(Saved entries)

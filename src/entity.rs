pub mod match_perk;
pub mod match_player;
pub mod match_record;

pub use match_perk::Model as MatchPerk;
pub use match_player::Model as MatchPlayer;
pub use match_record::Model as MatchRecord;
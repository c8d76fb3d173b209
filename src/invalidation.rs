//! Write-invalidation path.
//!
//! After a match write is committed, every cache entry whose value may depend on it is removed: the fixed aggregates,
//! the well-known recency windows, and everything under the time-series prefixes. Recency windows for arbitrary `days`
//! values are not enumerable and are left to their TTL.
use std::fmt::Debug;
use std::sync::Arc;
use std::time::Duration;

use tokio::task::JoinHandle;
use tracing::error;
use tracing::info;
use tracing::instrument;

use crate::backend::bounded;
use crate::key::CacheKey;
use crate::traits::AnalyticsCache;
use crate::traits::Observer;
use crate::types::SharedError;

pub const DEFAULT_OP_TIMEOUT: Duration = Duration::from_secs(2);

#[derive(Debug, Clone)]
pub struct InvalidationFailure {
    /// The key or prefix that could not be cleared.
    pub target: String,
    pub error:  SharedError,
}

#[derive(Debug, Clone, Default)]
pub struct InvalidationReport {
    pub deleted_keys: Vec<String>,
    /// Number of entries removed by prefix scans.
    pub scan_deleted: u64,
    pub failures:     Vec<InvalidationFailure>,
}

impl InvalidationReport {
    pub fn is_complete(&self) -> bool {
        self.failures.is_empty()
    }
}

pub struct Invalidator<C>
where
    C: AnalyticsCache,
{
    cache:      Arc<C>,
    observer:   Option<Arc<dyn Observer>>,
    op_timeout: Duration,
}

impl<C> Invalidator<C>
where
    C: AnalyticsCache,
{
    pub fn new(cache: Arc<C>) -> Self {
        Self {
            cache,
            observer: None,
            op_timeout: DEFAULT_OP_TIMEOUT,
        }
    }

    pub fn with_observer(mut self, observer: Option<Arc<dyn Observer>>) -> Self {
        self.observer = observer;
        self
    }

    pub fn with_op_timeout(mut self, op_timeout: Duration) -> Self {
        self.op_timeout = op_timeout;
        self
    }

    /// Run the invalidation to completion. A failing step does not stop the following ones; failures are collected
    /// into the report instead of being returned.
    #[instrument(level = "debug", skip(self), fields(cache = %self.cache.name()))]
    pub async fn invalidate(&self) -> InvalidationReport {
        let mut report = InvalidationReport::default();

        for key in CacheKey::enumerable() {
            let key = key.to_string();
            match bounded(self.op_timeout, &key, self.cache.delete(&key)).await {
                Ok(()) => report.deleted_keys.push(key),
                Err(err) => report.failures.push(InvalidationFailure {
                    target: key,
                    error:  Arc::new(err),
                }),
            }
        }

        for prefix in CacheKey::series_prefixes() {
            match bounded(self.op_timeout, &prefix, self.cache.scan_delete(&prefix)).await {
                Ok(count) => report.scan_deleted += count,
                Err(err) => report.failures.push(InvalidationFailure {
                    target: prefix,
                    error:  Arc::new(err),
                }),
            }
        }

        report
    }

    /// Submit the invalidation as a detached task. The caller is not expected to await the handle; failures are
    /// logged and passed to the observer, never propagated.
    pub fn spawn(&self) -> JoinHandle<()> {
        let invalidator = self.clone();
        tokio::spawn(async move {
            let report = invalidator.invalidate().await;
            invalidator.publish(&report).await;
        })
    }

    async fn publish(&self, report: &InvalidationReport) {
        if report.is_complete() {
            info!(
                keys = report.deleted_keys.len(),
                scanned = report.scan_deleted,
                "analytics cache invalidated"
            );
        }
        else {
            for failure in &report.failures {
                error!(
                    entry = %failure.target,
                    error = %failure.error,
                    "cache invalidation failed; entry stays until its TTL expires"
                );
            }
        }

        if let Some(observer) = &self.observer {
            for failure in &report.failures {
                observer.on_error(Arc::clone(&failure.error)).await;
            }
            observer.on_invalidated(report).await;
        }
    }
}

impl<C> Clone for Invalidator<C>
where
    C: AnalyticsCache,
{
    fn clone(&self) -> Self {
        Self {
            cache:      Arc::clone(&self.cache),
            observer:   self.observer.clone(),
            op_timeout: self.op_timeout,
        }
    }
}

impl<C> Debug for Invalidator<C>
where
    C: AnalyticsCache,
{
    fn fmt(&self, f: &mut std::fmt::Formatter<'_>) -> std::fmt::Result {
        f.debug_struct("Invalidator")
            .field("cache", &self.cache)
            .field("op_timeout", &self.op_timeout)
            .finish()
    }
}
use sea_orm::entity::prelude::*;
use serde::Deserialize;
use serde::Serialize;

use crate::types::Role;

#[derive(Clone, Debug, PartialEq, DeriveEntityModel, Serialize, Deserialize)]
#[serde(deny_unknown_fields)]
#[sea_orm(table_name = "match_players")]
pub struct Model {
    #[sea_orm(primary_key)]
    pub id:        i32,
    pub match_id:  String,
    pub player_id: String,
    pub role:      Role,
}

#[derive(Copy, Clone, Debug, EnumIter, DeriveRelation)]
pub enum Relation {
    #[sea_orm(
        belongs_to = "super::match_record::Entity",
        from = "Column::MatchId",
        to = "super::match_record::Column::Id"
    )]
    Match,
}

impl ActiveModelBehavior for ActiveModel {}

About this exercise.
Say how many lines of the entries hold the string "crate". Nothing but the number should be given.

Exercise solution.
6